REQUIREMENT →
Could each record be written out again exactly as it stands?

EXERCISE INPUTS →
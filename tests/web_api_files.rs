//! HTTP API tests for file endpoints.

mod common;

use axum::http::StatusCode;
use common::{TestApp, TOKEN_A, TOKEN_B};

#[tokio::test]
async fn test_upload_then_download_round_trip() {
    let app = TestApp::new();
    let content = b"hello cumulus";

    let response = app.upload(TOKEN_A, "hello.txt", content, None).await;
    assert_eq!(response.status, StatusCode::OK, "{:?}", response.body);
    assert_eq!(response.body["data"]["name"], "hello.txt");
    assert_eq!(response.body["data"]["size_bytes"], content.len());
    assert_eq!(response.body["data"]["mime_type"], "text/plain");
    assert_eq!(response.body["data"]["path"], "/");

    let id = response.body["data"]["id"].as_str().unwrap().to_string();
    let raw = app
        .request_raw("GET", &format!("/api/files/{id}/download"), Some(TOKEN_A))
        .await;
    assert_eq!(raw.status, StatusCode::OK);
    assert_eq!(raw.bytes.as_ref(), content);
    assert_eq!(raw.headers["content-type"], "text/plain");
    assert!(raw.headers["content-disposition"]
        .to_str()
        .unwrap()
        .contains("hello.txt"));
}

#[tokio::test]
async fn test_upload_without_file_part_is_rejected() {
    let app = TestApp::new();

    // Send a JSON body instead of multipart.
    let response = app
        .request(
            "POST",
            "/api/files/upload",
            Some(serde_json::json!({})),
            Some(TOKEN_A),
        )
        .await;
    assert_eq!(response.status, StatusCode::BAD_REQUEST);
}

#[tokio::test]
async fn test_upload_into_folder_materializes_path() {
    let app = TestApp::new();
    let docs = app.create_folder(TOKEN_A, "Docs", None).await;

    let response = app
        .upload(TOKEN_A, "report.txt", b"contents", Some(&docs))
        .await;
    assert_eq!(response.status, StatusCode::OK, "{:?}", response.body);
    assert_eq!(response.body["data"]["folder_id"], docs.as_str());
    assert_eq!(response.body["data"]["path"], "/Docs/");
}

#[tokio::test]
async fn test_upload_into_foreign_folder_is_forbidden() {
    let app = TestApp::new();
    let docs = app.create_folder(TOKEN_A, "Docs", None).await;

    let response = app.upload(TOKEN_B, "sneak.txt", b"x", Some(&docs)).await;
    assert_eq!(response.status, StatusCode::FORBIDDEN);
}

#[tokio::test]
async fn test_rename_file() {
    let app = TestApp::new();
    let id = app.upload_file(TOKEN_A, "draft.txt", b"x").await;

    let response = app
        .request(
            "PATCH",
            &format!("/api/files/{id}/rename"),
            Some(serde_json::json!({ "new_name": "final.txt" })),
            Some(TOKEN_A),
        )
        .await;
    assert_eq!(response.status, StatusCode::OK);
    assert_eq!(response.body["data"]["name"], "final.txt");
    assert_eq!(response.body["data"]["original_name"], "draft.txt");
}

#[tokio::test]
async fn test_move_file_between_folders() {
    let app = TestApp::new();
    let docs = app.create_folder(TOKEN_A, "Docs", None).await;
    let id = app.upload_file(TOKEN_A, "a.txt", b"x").await;

    let response = app
        .request(
            "PATCH",
            &format!("/api/files/{id}/move"),
            Some(serde_json::json!({ "folder_id": docs })),
            Some(TOKEN_A),
        )
        .await;
    assert_eq!(response.status, StatusCode::OK);
    assert_eq!(response.body["data"]["path"], "/Docs/");

    // Back to root with an explicit null.
    let response = app
        .request(
            "PATCH",
            &format!("/api/files/{id}/move"),
            Some(serde_json::json!({ "folder_id": null })),
            Some(TOKEN_A),
        )
        .await;
    assert_eq!(response.status, StatusCode::OK);
    assert_eq!(response.body["data"]["path"], "/");
}

#[tokio::test]
async fn test_foreign_file_delete_is_forbidden_and_file_survives() {
    let app = TestApp::new();
    let id = app.upload_file(TOKEN_A, "a.txt", b"keep me").await;

    let response = app
        .request("DELETE", &format!("/api/files/{id}"), None, Some(TOKEN_B))
        .await;
    assert_eq!(response.status, StatusCode::FORBIDDEN);

    let raw = app
        .request_raw("GET", &format!("/api/files/{id}/download"), Some(TOKEN_A))
        .await;
    assert_eq!(raw.status, StatusCode::OK);
    assert_eq!(raw.bytes.as_ref(), b"keep me");
}

#[tokio::test]
async fn test_delete_file() {
    let app = TestApp::new();
    let id = app.upload_file(TOKEN_A, "a.txt", b"x").await;

    let response = app
        .request("DELETE", &format!("/api/files/{id}"), None, Some(TOKEN_A))
        .await;
    assert_eq!(response.status, StatusCode::OK);

    let response = app
        .request("GET", &format!("/api/files/{id}"), None, Some(TOKEN_A))
        .await;
    assert_eq!(response.status, StatusCode::NOT_FOUND);
}

#[tokio::test]
async fn test_list_files_scoped_to_folder() {
    let app = TestApp::new();
    let docs = app.create_folder(TOKEN_A, "Docs", None).await;
    app.upload(TOKEN_A, "in-docs.txt", b"x", Some(&docs)).await;
    app.upload_file(TOKEN_A, "at-root.txt", b"x").await;

    let response = app
        .request(
            "GET",
            &format!("/api/files?folder_id={docs}"),
            None,
            Some(TOKEN_A),
        )
        .await;
    assert_eq!(response.status, StatusCode::OK);
    assert_eq!(response.body["data"]["total"], 1);
    assert_eq!(response.body["data"]["items"][0]["name"], "in-docs.txt");

    let response = app.request("GET", "/api/files", None, Some(TOKEN_A)).await;
    assert_eq!(response.body["data"]["total"], 1);
    assert_eq!(response.body["data"]["items"][0]["name"], "at-root.txt");
}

ANSWER TO THIS EXERCISE →
filename tests/web_api_files.rs
//! HTTP API tests for file endpoints.

mod common;

use axum::http::StatusCode;
use common::{TestApp, TOKEN_A, TOKEN_B};

#[tokio::test]
async fn test_upload_then_download_round_trip() {
    let app = TestApp::new();
    let content = b"hello cumulus";

    let response = app.upload(TOKEN_A, "hello.txt", content, None).await;
    assert_eq!(response.status, StatusCode::OK, "{:?}", response.body);
    assert_eq!(response.body["data"]["name"], "hello.txt");
    assert_eq!(response.body["data"]["size_bytes"], content.len());
    assert_eq!(response.body["data"]["mime_type"], "text/plain");
    assert_eq!(response.body["data"]["path"], "/");

    let id = response.body["data"]["id"].as_str().unwrap().to_string();
    let raw = app
        .request_raw("GET", &format!("/api/files/{id}/download"), Some(TOKEN_A))
        .await;
    assert_eq!(raw.status, StatusCode::OK);
    assert_eq!(raw.bytes.as_ref(), content);
    assert_eq!(raw.headers["content-type"], "text/plain");
    assert!(raw.headers["content-disposition"]
        .to_str()
        .unwrap()
        .contains("hello.txt"));
}

#[tokio::test]
async fn test_upload_without_file_part_is_rejected() {
    let app = TestApp::new();

    // Send a JSON body instead of multipart.
    let response = app
        .request(
            "POST",
            "/api/files/upload",
            Some(serde_json::json!({})),
            Some(TOKEN_A),
        )
        .await;
    assert_eq!(response.status, StatusCode::BAD_REQUEST);
}

#[tokio::test]
async fn test_upload_into_folder_materializes_path() {
    let app = TestApp::new();
    let docs = app.create_folder(TOKEN_A, "Docs", None).await;

    let response = app
        .upload(TOKEN_A, "report.txt", b"contents", Some(&docs))
        .await;
    assert_eq!(response.status, StatusCode::OK, "{:?}", response.body);
    assert_eq!(response.body["data"]["folder_id"], docs.as_str());
    assert_eq!(response.body["data"]["path"], "/Docs/");
}

#[tokio::test]
async fn test_upload_into_foreign_folder_is_forbidden() {
    let app = TestApp::new();
    let docs = app.create_folder(TOKEN_A, "Docs", None).await;

    let response = app.upload(TOKEN_B, "sneak.txt", b"x", Some(&docs)).await;
    assert_eq!(response.status, StatusCode::FORBIDDEN);
}

#[tokio::test]
async fn test_rename_file() {
    let app = TestApp::new();
    let id = app.upload_file(TOKEN_A, "draft.txt", b"x").await;

    let response = app
        .request(
            "PATCH",
            &format!("/api/files/{id}/rename"),
            Some(serde_json::json!({ "new_name": "final.txt" })),
            Some(TOKEN_A),
        )
        .await;
    assert_eq!(response.status, StatusCode::OK);
    assert_eq!(response.body["data"]["name"], "final.txt");
    assert_eq!(response.body["data"]["original_name"], "draft.txt");
}

#[tokio::test]
async fn test_move_file_between_folders() {
    let app = TestApp::new();
    let docs = app.create_folder(TOKEN_A, "Docs", None).await;
    let id = app.upload_file(TOKEN_A, "a.txt", b"x").await;

    let response = app
        .request(
            "PATCH",
            &format!("/api/files/{id}/move"),
            Some(serde_json::json!({ "folder_id": docs })),
            Some(TOKEN_A),
        )
        .await;
    assert_eq!(response.status, StatusCode::OK);
    assert_eq!(response.body["data"]["path"], "/Docs/");

    // Back to root with an explicit null.
    let response = app
        .request(
            "PATCH",
            &format!("/api/files/{id}/move"),
            Some(serde_json::json!({ "folder_id": null })),
            Some(TOKEN_A),
        )
        .await;
    assert_eq!(response.status, StatusCode::OK);
    assert_eq!(response.body["data"]["path"], "/");
}

#[tokio::test]
async fn test_foreign_file_delete_is_forbidden_and_file_survives() {
    let app = TestApp::new();
    let id = app.upload_file(TOKEN_A, "a.txt", b"keep me").await;

    let response = app
        .request("DELETE", &format!("/api/files/{id}"), None, Some(TOKEN_B))
        .await;
    assert_eq!(response.status, StatusCode::FORBIDDEN);

    let raw = app
        .request_raw("GET", &format!("/api/files/{id}/download"), Some(TOKEN_A))
        .await;
    assert_eq!(raw.status, StatusCode::OK);
    assert_eq!(raw.bytes.as_ref(), b"keep me");
}

#[tokio::test]
async fn test_delete_file() {
    let app = TestApp::new();
    let id = app.upload_file(TOKEN_A, "a.txt", b"x").await;

    let response = app
        .request("DELETE", &format!("/api/files/{id}"), None, Some(TOKEN_A))
        .await;
    assert_eq!(response.status, StatusCode::OK);

    let response = app
        .request("GET", &format!("/api/files/{id}"), None, Some(TOKEN_A))
        .await;
    assert_eq!(response.status, StatusCode::NOT_FOUND);
}

#[tokio::test]
async fn test_list_files_scoped_to_folder() {
    let app = TestApp::new();
    let docs = app.create_folder(TOKEN_A, "Docs", None).await;
    app.upload(TOKEN_A, "in-docs.txt", b"x", Some(&docs)).await;
    app.upload_file(TOKEN_A, "at-root.txt", b"x").await;

    let response = app
        .request(
            "GET",
            &format!("/api/files?folder_id={docs}"),
            None,
            Some(TOKEN_A),
        )
        .await;
    assert_eq!(response.status, StatusCode::OK);
    assert_eq!(response.body["data"]["total"], 1);
    assert_eq!(response.body["data"]["items"][0]["name"], "in-docs.txt");

    let response = app.request("GET", "/api/files", None, Some(TOKEN_A)).await;
    assert_eq!(response.body["data"]["total"], 1);
    assert_eq!(response.body["data"]["items"][0]["name"], "at-root.txt");
}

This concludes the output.